The council defeated the resolution 6-1 with Council President Ron Kaplewicz casting the lone vote in favor of waiving the fee.
He said he believes the fee should be waived, “but the points are appropriate. Bottom line is the sidewalk should have been shoveled.”
Councilors continued discussion regarding a possible grievance board that would address such issues.
“From what I understand, Fulton’s had one for a while for their water bills and stuff,” Mayor Randy Bateman noted. “A lot of things aren’t cut and dry. So the (Oswego) board would have to establish some type of criteria to go by, what is eligible to be grieved.”
This winter has stretched over a long period of time, Cosemento noted. The snow just keeps piling up, she added.
“You have to rely on the goodwill of people to keep their sidewalks clean. But that hasn’t always happened,” she said.
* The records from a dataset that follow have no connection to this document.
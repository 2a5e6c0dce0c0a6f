//! Text Analyzer Module
//!
//! Turns extracted document text into structural and statistical insight:
//! - Word, sentence and layout statistics
//! - Keyword ranking and extractive summaries
//! - Link extraction and a language heuristic
//! - Outline (headings and list items), always computed
//!
//! Every function here is a pure synchronous computation over borrowed text.

pub mod keywords;
pub mod language;
pub mod links;
pub mod statistics;
pub mod structure;
pub mod summary;
mod text;

use serde::{Deserialize, Serialize};
use serde_json::Value;
use tracing::debug;

use crate::constants::{keywords::DEFAULT_TOP_N, summary::DEFAULT_MAX_SENTENCES};
use crate::types::{AnalysisReport, DocsightError, Result, ValidationError, ValidationErrorKind};

pub use structure::StructureAnalyzer;

// =============================================================================
// Options
// =============================================================================

/// Which analyses to run. Deserializes from a loose camelCase object where
/// unknown keys are ignored and missing keys take their defaults.
#[derive(Debug, Clone, PartialEq, Eq, Serialize, Deserialize)]
#[serde(rename_all = "camelCase", default)]
pub struct AnalysisOptions {
    /// Statistics
    pub word_count: bool,
    pub extract_keywords: bool,
    pub summarize: bool,
    pub extract_links: bool,
    pub detect_language: bool,
    /// Read by callers holding the document tree; `analyze` ignores it
    pub extract_tables: bool,
    pub top_keywords: usize,
    pub max_summary_sentences: usize,
}

impl Default for AnalysisOptions {
    fn default() -> Self {
        Self {
            word_count: true,
            extract_keywords: false,
            summarize: false,
            extract_links: false,
            detect_language: false,
            extract_tables: false,
            top_keywords: DEFAULT_TOP_N,
            max_summary_sentences: DEFAULT_MAX_SENTENCES,
        }
    }
}

impl AnalysisOptions {
    /// Every optional analysis enabled, with default limits.
    pub fn all() -> Self {
        Self {
            word_count: true,
            extract_keywords: true,
            summarize: true,
            extract_links: true,
            detect_language: true,
            extract_tables: true,
            ..Self::default()
        }
    }

    /// Parse an untyped options bag. `null` means defaults.
    pub fn from_value(value: &Value) -> Result<Self> {
        let options: Self = match value {
            Value::Null => Self::default(),
            Value::Object(_) => serde_json::from_value(value.clone()).map_err(|e| {
                ValidationError::new(ValidationErrorKind::Type, e.to_string()).with_field("options")
            })?,
            other => {
                return Err(ValidationError::wrong_type("object", other)
                    .with_field("options")
                    .into());
            }
        };
        options.validate()?;
        Ok(options)
    }

    /// Reject limits that would make a step meaningless.
    pub fn validate(&self) -> Result<()> {
        if self.top_keywords == 0 {
            return Err(ValidationError::new(ValidationErrorKind::Range, "must be at least 1")
                .with_field("topKeywords")
                .into());
        }
        if self.max_summary_sentences == 0 {
            return Err(ValidationError::new(ValidationErrorKind::Range, "must be at least 1")
                .with_field("maxSummarySentences")
                .into());
        }
        Ok(())
    }

    /// The optional steps selected by these options, in pipeline order.
    pub fn steps(&self) -> Vec<AnalysisStep> {
        let mut steps = Vec::with_capacity(5);
        if self.word_count {
            steps.push(AnalysisStep::Statistics);
        }
        if self.extract_keywords {
            steps.push(AnalysisStep::Keywords);
        }
        if self.summarize {
            steps.push(AnalysisStep::Summary);
        }
        if self.extract_links {
            steps.push(AnalysisStep::Links);
        }
        if self.detect_language {
            steps.push(AnalysisStep::Language);
        }
        steps
    }
}

/// One independent, option-gated analysis
#[derive(Debug, Clone, Copy, PartialEq, Eq)]
pub enum AnalysisStep {
    Statistics,
    Keywords,
    Summary,
    Links,
    Language,
}

impl std::fmt::Display for AnalysisStep {
    fn fmt(&self, f: &mut std::fmt::Formatter<'_>) -> std::fmt::Result {
        match self {
            AnalysisStep::Statistics => write!(f, "statistics"),
            AnalysisStep::Keywords => write!(f, "keywords"),
            AnalysisStep::Summary => write!(f, "summary"),
            AnalysisStep::Links => write!(f, "links"),
            AnalysisStep::Language => write!(f, "language"),
        }
    }
}

// =============================================================================
// Analyzer
// =============================================================================

/// Runs the selected steps over a text
#[derive(Debug, Clone, Default)]
pub struct Analyzer {
    options: AnalysisOptions,
}

impl Analyzer {
    pub fn new(options: AnalysisOptions) -> Self {
        Self { options }
    }

    pub fn options(&self) -> &AnalysisOptions {
        &self.options
    }

    /// Perform complete analysis
    pub fn analyze(&self, text: &str) -> AnalysisReport {
        let mut report = AnalysisReport::default();

        for step in self.options.steps() {
            debug!(%step, chars = text.len(), "Running analysis step");
            self.run_step(step, text, &mut report);
        }

        report.structure = structure::analyze(text);
        report
    }

    fn run_step(&self, step: AnalysisStep, text: &str, report: &mut AnalysisReport) {
        match step {
            AnalysisStep::Statistics => report.statistics = Some(statistics::calculate(text)),
            AnalysisStep::Keywords => {
                report.keywords = Some(keywords::extract(text, self.options.top_keywords))
            }
            AnalysisStep::Summary => {
                report.summary = Some(summary::summarize(
                    text,
                    self.options.max_summary_sentences,
                ))
            }
            AnalysisStep::Links => report.links = Some(links::extract(text)),
            AnalysisStep::Language => report.language = Some(language::detect(text)),
        }
    }
}

/// Analyze `text` with `options`.
pub fn analyze(text: &str, options: &AnalysisOptions) -> AnalysisReport {
    Analyzer::new(options.clone()).analyze(text)
}

/// Analyze untyped input, failing fast when `text` is not a string or
/// `options` is not an options object.
pub fn analyze_value(text: &Value, options: &Value) -> Result<AnalysisReport> {
    let text = text.as_str().ok_or_else(|| {
        DocsightError::from(ValidationError::wrong_type("string", text).with_field("text"))
    })?;
    let options = AnalysisOptions::from_value(options)?;
    Ok(analyze(text, &options))
}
If you drive around, you can’t always see the sidewalks, so the elected officials need to get out of their cars, walk around and look, she said.
“We are in a situation where we have to enforce the code consistently or at least find a way of reporting the infraction consistently,” she said.
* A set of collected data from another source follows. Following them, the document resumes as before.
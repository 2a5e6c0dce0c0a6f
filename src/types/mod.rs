pub mod error;
pub mod report;
pub mod utils;

pub use error::{DocsightError, Result, ResultExt, ValidationError, ValidationErrorKind};
pub use report::{
    AnalysisReport, Heading, Keyword, LanguageCode, Link, ListItem, ListKind, SearchMatch,
    Statistics, StructureReport, Table,
};
pub use utils::{json_array, json_object, json_string, ratio, round_to};

// =============================================================================
// Domain Newtypes
// =============================================================================

use serde::{Deserialize, Serialize};
use std::fmt;

/// Type-safe wrapper for document IDs
///
/// Prevents accidental mixing of document IDs with other string types.
#[derive(Debug, Clone, PartialEq, Eq, Hash, Serialize, Deserialize)]
#[serde(transparent)]
pub struct DocumentId(String);

impl DocumentId {
    pub fn new(id: impl Into<String>) -> Self {
        Self(id.into())
    }

    pub fn as_str(&self) -> &str {
        &self.0
    }

    pub fn into_inner(self) -> String {
        self.0
    }
}

impl fmt::Display for DocumentId {
    fn fmt(&self, f: &mut fmt::Formatter<'_>) -> fmt::Result {
        write!(f, "{}", self.0)
    }
}

impl From<String> for DocumentId {
    fn from(s: String) -> Self {
        Self(s)
    }
}

impl From<&str> for DocumentId {
    fn from(s: &str) -> Self {
        Self(s.to_string())
    }
}

impl AsRef<str> for DocumentId {
    fn as_ref(&self) -> &str {
        &self.0
    }
}

#[cfg(test)]
mod tests {
    use super::*;

    #[test]
    fn test_document_id_transparent_serde() {
        let id = DocumentId::new("1AbC");
        assert_eq!(serde_json::to_string(&id).unwrap(), "\"1AbC\"");
        let back: DocumentId = serde_json::from_str("\"1AbC\"").unwrap();
        assert_eq!(back, id);
        assert_eq!(back.as_str(), "1AbC");
    }
}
During the meeting, Bateman praised the DPW for its efforts during the recent snowstorms. Some councilors and members of the public also commended the DPW.
A pair of public speakers expressed their dissatisfaction with the city’s snow removal ordinance.
Lee Walker, a landlord who owns “approximately 25-30 buildings” commended the DPW’s performance, but expressed his frustration with the snow removal ordinance.
He said he had received a letter from Code Enforcement Department for not clearing snow from the sidewalk at one of his rental properties.
Many city-owned sidewalks haven’t been shoveled, he pointed out.
Walker also operates a bus business and is working until 3 in the morning. He has noticed places like West Park where the walkways haven’t been shoveled, he told the councilors.
“You have the audacity to send me a letter saying I’m going to be fined with (nuisance abatement) points assessed to me when you can’t even take care of your own house?” Walker said. “But, to sit here and send me a letter like this when yous don’t even take care of your own house – shame on you.”
City resident Miles Becker also thanked the DPW for its wonderful performance in keeping the city roads snow-free the past couple of weeks, even if they didn’t address the park (as Walker mentioned).
“I’m tired of shoveling, picking ice, salting the sidewalks and snow blowing,” he continued. “You know if I’m out there struggling, trying to keep up with all this stuff and if I got assessed three points, I wouldn’t be a very happy person right now.”
Carson tries to keep his property pretty well up to date and the letter didn’t get to his house, it went someplace else, 911 changed the address, Becker said, adding that citing Carson was “unnecessary.”
“I think with the snowfall amount that we’ve had over the past six weeks, I think we need to relax this particular situation. You’ve got to relax on these people. I saw somebody in your ward, First Ward councilor, 80 years old, with a shovel in his hand. He’s out there digging. I said, ‘What are you doing?’ and he said, ‘I am trying to keep up with the law.’ It is really unnecessary to put this kind of pressure on people and we’ve got another, at least, four weeks of winter here,” Becker said.
Councilor Walker said he received a phone call from Zeta Beta Tau, a fraternity at SUNY Oswego, who offered to do community service work for the city.
They are willing to shovel snow for the elderly, handicapped or disabled, he said.
For more information, call Walker at 343-4126.
“I too want to throw some kudos to the DPW commissioner and his staff for the long hours and dedication,” said Kaplewicz.
He urged residents to clear snow from their sidewalks and be cautious as they walk and drive.
Falling ice is a danger now, he said, adding, “There’s some ‘half-a-Volkswagens’ hanging from some homes. Watch where your children are going, watch where they’re playing, watch where your cars are parked.”
Sidewalks belong to the people of this city and should be available to use, just as is a street,” Cosemento said. “The city cannot legislate humility. We need our property owners to manage their properties as if they were the neighbors.”